海外学会発表|神田 桂輔


今回参加したアジア心臓血管外科学会は今年で23回目を数え、今年は香港の地で行われました。アジア諸国からの参加はもちろんのこと、東欧や北米からの参加もあり、またpostgraduate schoolでは世界に名だたる著名な医師の講演が予定されるなど、大会前から毎年注目を集める学会です。参加者の内訳は開催国の中国の他にはやはり日本からの演題が多く、国内でも高名な施設や大学からの発表が続きました。一方で、近年目覚ましい高度の成長を遂げている中国からの発表も非常にユニークなものもあり、医療分野においても勢いを感じさせるものでありました。しかしながら、アジアという地域は広く、また国家間の発展度や宗教上の違いもあるのでしょうか、アジア全体の国家数からいうと、一部の国に参加が限定されていたようでもありました。

今回、私が発表に選択したのは胸腹部大動脈瘤手術の際の肋間動脈再建法に関する考察でしたが、非常に高度な侵襲と合併症、手術手技の複雑さなどが常に問題点として挙げられ、絶えず議論が尽きない内容ではありますが、日本以外のアジアという地域を鑑みると、まだ胸腹部大動脈瘤手術に対する医療上のニーズや挑戦という面では重要度が低いのかもしれず、もっと一般的な手術の成熟を待った上での議論になるのかもしれないと感じました。
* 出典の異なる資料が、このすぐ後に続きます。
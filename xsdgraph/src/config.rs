//! Project configuration (`xsdgraph.yaml`).
//!
//! Relative paths in the file are resolved against the directory that
//! holds it.

use indexmap::IndexMap;
use serde::Deserialize;
use std::path::{Path, PathBuf};
use thiserror::Error;
use xsdgraph_codegen::{ArtifactOptions, DEFAULT_TYPE_SUFFIX, OutputFormat, Prefixes};
use xsdgraph_schema::{
    CompileError, OperationDescriptor, OverrideError, OverrideTable, ParseError, QName,
    ResolveOptions, SchemaDocument, SchemaError, SchemaSet, TypeGraph, XSD_NAMESPACE, compile,
    parse_operations,
};

/// Name of the bundled Exchange Web Services override table.
pub const BUILTIN_EXCHANGE: &str = "exchange";

/// Error type for configuration loading.
#[derive(Debug, Error)]
pub enum ConfigError {
    /// A file could not be read.
    #[error("failed to read '{path}': {source}")]
    Io {
        /// File path.
        path: PathBuf,
        /// Underlying error.
        source: std::io::Error,
    },

    /// The configuration file is malformed.
    #[error("invalid configuration: {0}")]
    Format(#[from] serde_yaml::Error),

    /// No schema documents were listed.
    #[error("no schema documents configured")]
    NoSchemas,

    /// A schema or WSDL document failed to parse.
    #[error("in '{path}': {source}")]
    Document {
        /// Document path.
        path: PathBuf,
        /// Underlying error.
        source: ParseError,
    },

    /// A name uses a prefix missing from the namespace map.
    #[error("unknown prefix in '{name}'")]
    UnknownPrefix {
        /// The offending name.
        name: String,
    },

    /// The requested builtin override table does not exist.
    #[error("unknown builtin override table '{name}'")]
    UnknownBuiltin {
        /// Requested table name.
        name: String,
    },

    /// The documents could not be linked.
    #[error(transparent)]
    Schema(#[from] SchemaError),

    /// The override table could not be loaded.
    #[error(transparent)]
    Override(#[from] OverrideError),

    /// The type graph could not be compiled.
    #[error(transparent)]
    Compile(#[from] CompileError),
}

impl ConfigError {
    fn io(path: &Path, source: std::io::Error) -> Self {
        Self::Io {
            path: path.to_path_buf(),
            source,
        }
    }

    fn document(path: &Path, source: ParseError) -> Self {
        Self::Document {
            path: path.to_path_buf(),
            source,
        }
    }
}

/// Where the override table comes from.
#[derive(Debug, Clone, PartialEq, Eq, Deserialize)]
#[serde(untagged)]
pub enum OverrideSource {
    /// A table bundled with the crate.
    Builtin {
        /// Table name.
        builtin: String,
    },
    /// A YAML file.
    Path(PathBuf),
}

/// Output settings.
#[derive(Debug, Clone, Default, PartialEq, Eq, Deserialize)]
#[serde(deny_unknown_fields)]
pub struct OutputConfig {
    /// Destination file; standard output when absent.
    #[serde(default)]
    pub path: Option<PathBuf>,
    /// Output format.
    #[serde(default)]
    pub format: OutputFormat,
}

/// A project configuration.
#[derive(Debug, Clone, Deserialize)]
#[serde(deny_unknown_fields)]
pub struct Config {
    /// Schema documents, in load order.
    pub schemas: Vec<PathBuf>,
    /// WSDL document with the operation bindings.
    #[serde(default)]
    pub wsdl: Option<PathBuf>,
    /// Override table; none means no corrections.
    #[serde(default)]
    pub overrides: Option<OverrideSource>,
    /// Prefix to namespace map. Its namespaces are the known namespaces and
    /// its prefixes shorten emitted names.
    #[serde(default)]
    pub namespaces: IndexMap<String, String>,
    /// Elements that may be untyped because they only appear as headers.
    #[serde(default)]
    pub header_only_elements: Vec<String>,
    /// Suffix appended to serialized type names.
    #[serde(default = "default_type_suffix")]
    pub type_suffix: String,
    /// Output settings.
    #[serde(default)]
    pub output: OutputConfig,
    #[serde(skip)]
    base_dir: PathBuf,
}

fn default_type_suffix() -> String {
    DEFAULT_TYPE_SUFFIX.to_string()
}

impl Config {
    /// Parses a configuration; relative paths resolve against `base_dir`.
    ///
    /// # Errors
    /// Returns `ConfigError::Format` if the YAML is malformed.
    pub fn from_yaml(yaml: &str, base_dir: impl Into<PathBuf>) -> Result<Self, ConfigError> {
        let mut config: Self = serde_yaml::from_str(yaml)?;
        config.base_dir = base_dir.into();
        Ok(config)
    }

    /// Reads a configuration file.
    ///
    /// # Errors
    /// Returns `ConfigError` if the file cannot be read or parsed.
    pub fn load(path: impl AsRef<Path>) -> Result<Self, ConfigError> {
        let path = path.as_ref();
        let yaml = std::fs::read_to_string(path).map_err(|e| ConfigError::io(path, e))?;
        let base_dir = path.parent().map(Path::to_path_buf).unwrap_or_default();
        Self::from_yaml(&yaml, base_dir)
    }

    /// Resolves a path against the configuration directory.
    #[must_use]
    pub fn resolve_path(&self, path: &Path) -> PathBuf {
        if path.is_absolute() {
            path.to_path_buf()
        } else {
            self.base_dir.join(path)
        }
    }

    /// Returns the output destination, if any.
    #[must_use]
    pub fn output_path(&self) -> Option<PathBuf> {
        self.output.path.as_deref().map(|p| self.resolve_path(p))
    }

    /// Builds the prefix map used for emitted names.
    #[must_use]
    pub fn prefixes(&self) -> Prefixes {
        self.namespaces
            .iter()
            .map(|(prefix, namespace)| (prefix.as_str(), namespace.as_str()))
            .collect()
    }

    /// Builds the artifact settings.
    #[must_use]
    pub fn artifact_options(&self) -> ArtifactOptions {
        ArtifactOptions {
            type_suffix: self.type_suffix.clone(),
            prefixes: self.prefixes(),
        }
    }

    /// Builds the resolver settings.
    ///
    /// # Errors
    /// Returns `ConfigError::UnknownPrefix` if a header-only element name
    /// uses an unmapped prefix.
    pub fn resolve_options(&self) -> Result<ResolveOptions, ConfigError> {
        let known_namespaces = self
            .namespaces
            .values()
            .filter(|ns| ns.as_str() != XSD_NAMESPACE)
            .cloned()
            .collect();
        let header_only_elements = self
            .header_only_elements
            .iter()
            .map(|name| self.qualify(name))
            .collect::<Result<_, _>>()?;
        Ok(ResolveOptions {
            known_namespaces,
            header_only_elements,
        })
    }

    /// Expands `prefix:local`, `{ns}local` or a bare local name.
    ///
    /// # Errors
    /// Returns `ConfigError::UnknownPrefix` for an unmapped prefix.
    pub fn qualify(&self, name: &str) -> Result<QName, ConfigError> {
        if name.starts_with('{') {
            return Ok(QName::from_clark(name));
        }
        match name.split_once(':') {
            Some((prefix, local)) => {
                let namespace = self.namespaces.get(prefix).ok_or_else(|| {
                    ConfigError::UnknownPrefix {
                        name: name.to_string(),
                    }
                })?;
                Ok(QName::new(Some(namespace.as_str()), local))
            }
            None => Ok(QName::new(None, name)),
        }
    }

    /// Loads the configured override table.
    ///
    /// # Errors
    /// Returns `ConfigError` if the table cannot be read or parsed.
    pub fn override_table(&self) -> Result<OverrideTable, ConfigError> {
        match &self.overrides {
            None => Ok(OverrideTable::default()),
            Some(OverrideSource::Builtin { builtin }) if builtin == BUILTIN_EXCHANGE => {
                Ok(OverrideTable::exchange()?)
            }
            Some(OverrideSource::Builtin { builtin }) => Err(ConfigError::UnknownBuiltin {
                name: builtin.clone(),
            }),
            Some(OverrideSource::Path(path)) => {
                Ok(OverrideTable::from_file(self.resolve_path(path))?)
            }
        }
    }

    /// Reads and links the schema documents.
    ///
    /// # Errors
    /// Returns `ConfigError` if a document cannot be read, parsed or linked.
    pub fn schema_set(&self) -> Result<SchemaSet, ConfigError> {
        if self.schemas.is_empty() {
            return Err(ConfigError::NoSchemas);
        }
        let mut set = SchemaSet::new();
        for path in &self.schemas {
            let path = self.resolve_path(path);
            let xml = std::fs::read_to_string(&path).map_err(|e| ConfigError::io(&path, e))?;
            let document =
                SchemaDocument::parse(&xml).map_err(|e| ConfigError::document(&path, e))?;
            set.add_document(document)
                .map_err(|e| ConfigError::document(&path, e))?;
            tracing::debug!(path = %path.display(), "loaded schema document");
        }
        set.link()?;
        Ok(set)
    }

    /// Reads the operation bindings; empty when no WSDL is configured.
    ///
    /// # Errors
    /// Returns `ConfigError` if the WSDL cannot be read or parsed.
    pub fn operations(&self) -> Result<Vec<OperationDescriptor>, ConfigError> {
        let Some(path) = &self.wsdl else {
            return Ok(Vec::new());
        };
        let path = self.resolve_path(path);
        let xml = std::fs::read_to_string(&path).map_err(|e| ConfigError::io(&path, e))?;
        parse_operations(&xml).map_err(|e| ConfigError::document(&path, e))
    }

    /// Runs the whole pipeline.
    ///
    /// # Errors
    /// Returns `ConfigError` if any input fails to load or the graph fails
    /// to compile.
    pub fn compile(&self) -> Result<TypeGraph, ConfigError> {
        let set = self.schema_set()?;
        let operations = self.operations()?;
        let overrides = self.override_table()?;
        let options = self.resolve_options()?;
        Ok(compile(&set, operations, &overrides, &options)?)
    }
}

#[cfg(test)]
mod tests {
    use super::*;

    const CONFIG: &str = r#"
schemas:
  - types.xsd
  - /abs/messages.xsd
wsdl: services.wsdl
overrides:
  builtin: exchange
namespaces:
  t: urn:t
  xs: http://www.w3.org/2001/XMLSchema
header_only_elements:
  - t:Version
  - "{urn:x}Culture"
  - Plain
output:
  path: out/graph.yaml
  format: yaml
"#;

    #[test]
    fn test_parse_config() {
        let config = Config::from_yaml(CONFIG, "/project").expect("Failed to parse config");

        assert_eq!(config.schemas.len(), 2);
        assert_eq!(
            config.resolve_path(&config.schemas[0]),
            PathBuf::from("/project/types.xsd")
        );
        assert_eq!(
            config.resolve_path(&config.schemas[1]),
            PathBuf::from("/abs/messages.xsd")
        );
        assert_eq!(config.output_path(), Some(PathBuf::from("/project/out/graph.yaml")));
        assert_eq!(config.output.format, OutputFormat::Yaml);
        assert_eq!(config.type_suffix, DEFAULT_TYPE_SUFFIX);
        assert_eq!(
            config.overrides,
            Some(OverrideSource::Builtin {
                builtin: "exchange".to_string()
            })
        );
    }

    #[test]
    fn test_resolve_options() {
        let config = Config::from_yaml(CONFIG, "/project").expect("Failed to parse config");
        let options = config.resolve_options().expect("Failed to build options");

        assert_eq!(options.known_namespaces, vec!["urn:t".to_string()]);
        assert_eq!(
            options.header_only_elements,
            vec![
                QName::new(Some("urn:t"), "Version"),
                QName::new(Some("urn:x"), "Culture"),
                QName::new(None, "Plain"),
            ]
        );
    }

    #[test]
    fn test_override_sources() {
        let path = Config::from_yaml("schemas: [a.xsd]\noverrides: fixes.yaml\n", "/p")
            .expect("Failed to parse config");
        assert_eq!(
            path.overrides,
            Some(OverrideSource::Path(PathBuf::from("fixes.yaml")))
        );

        let unknown = Config::from_yaml("schemas: [a.xsd]\noverrides: { builtin: other }\n", "/p")
            .expect("Failed to parse config");
        assert!(matches!(
            unknown.override_table(),
            Err(ConfigError::UnknownBuiltin { .. })
        ));

        let none = Config::from_yaml("schemas: [a.xsd]\n", "/p").expect("Failed to parse config");
        assert_eq!(none.override_table().expect("Failed to load"), OverrideTable::default());
    }

    #[test]
    fn test_unknown_prefix() {
        let config = Config::from_yaml("schemas: [a.xsd]\nheader_only_elements: [q:Foo]\n", "/p")
            .expect("Failed to parse config");
        assert!(matches!(
            config.resolve_options(),
            Err(ConfigError::UnknownPrefix { .. })
        ));
    }

    #[test]
    fn test_rejects_unknown_fields() {
        assert!(Config::from_yaml("schemas: []\nschema: x\n", "/p").is_err());
    }

    #[test]
    fn test_no_schemas() {
        let config = Config::from_yaml("schemas: []\n", "/p").expect("Failed to parse config");
        assert!(matches!(config.schema_set(), Err(ConfigError::NoSchemas)));
    }
}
我々以外の胸腹部大動脈瘤手術に関する演題は1題しかなく、淋しい限りでありました。

そうはいっても国際学会であり、最新の知見に触れる機会も多く、国内では保険診療の壁に阻まれている、本邦未承認のデバイスやツールに関する発表には印象的なものも多く、日本における承認が待たれます。また、そのようなヨーロッパや北米で盛んに取り入れられている新たなデバイスとよく似たものを中国の国内企業が製造して、中国国内で使用しているという現状には大変驚かされました。特許などの面での懸念や臨床研究の存在などは、非常に心配となるところであり、同様の指摘を行う質問も飛んでいたようでしたが、お国柄なのか、新興勢力の勢いなのか、今後もこの流れが続いていくのかもしれません。このような経験は国際学会ならではかもしれないとも思いました。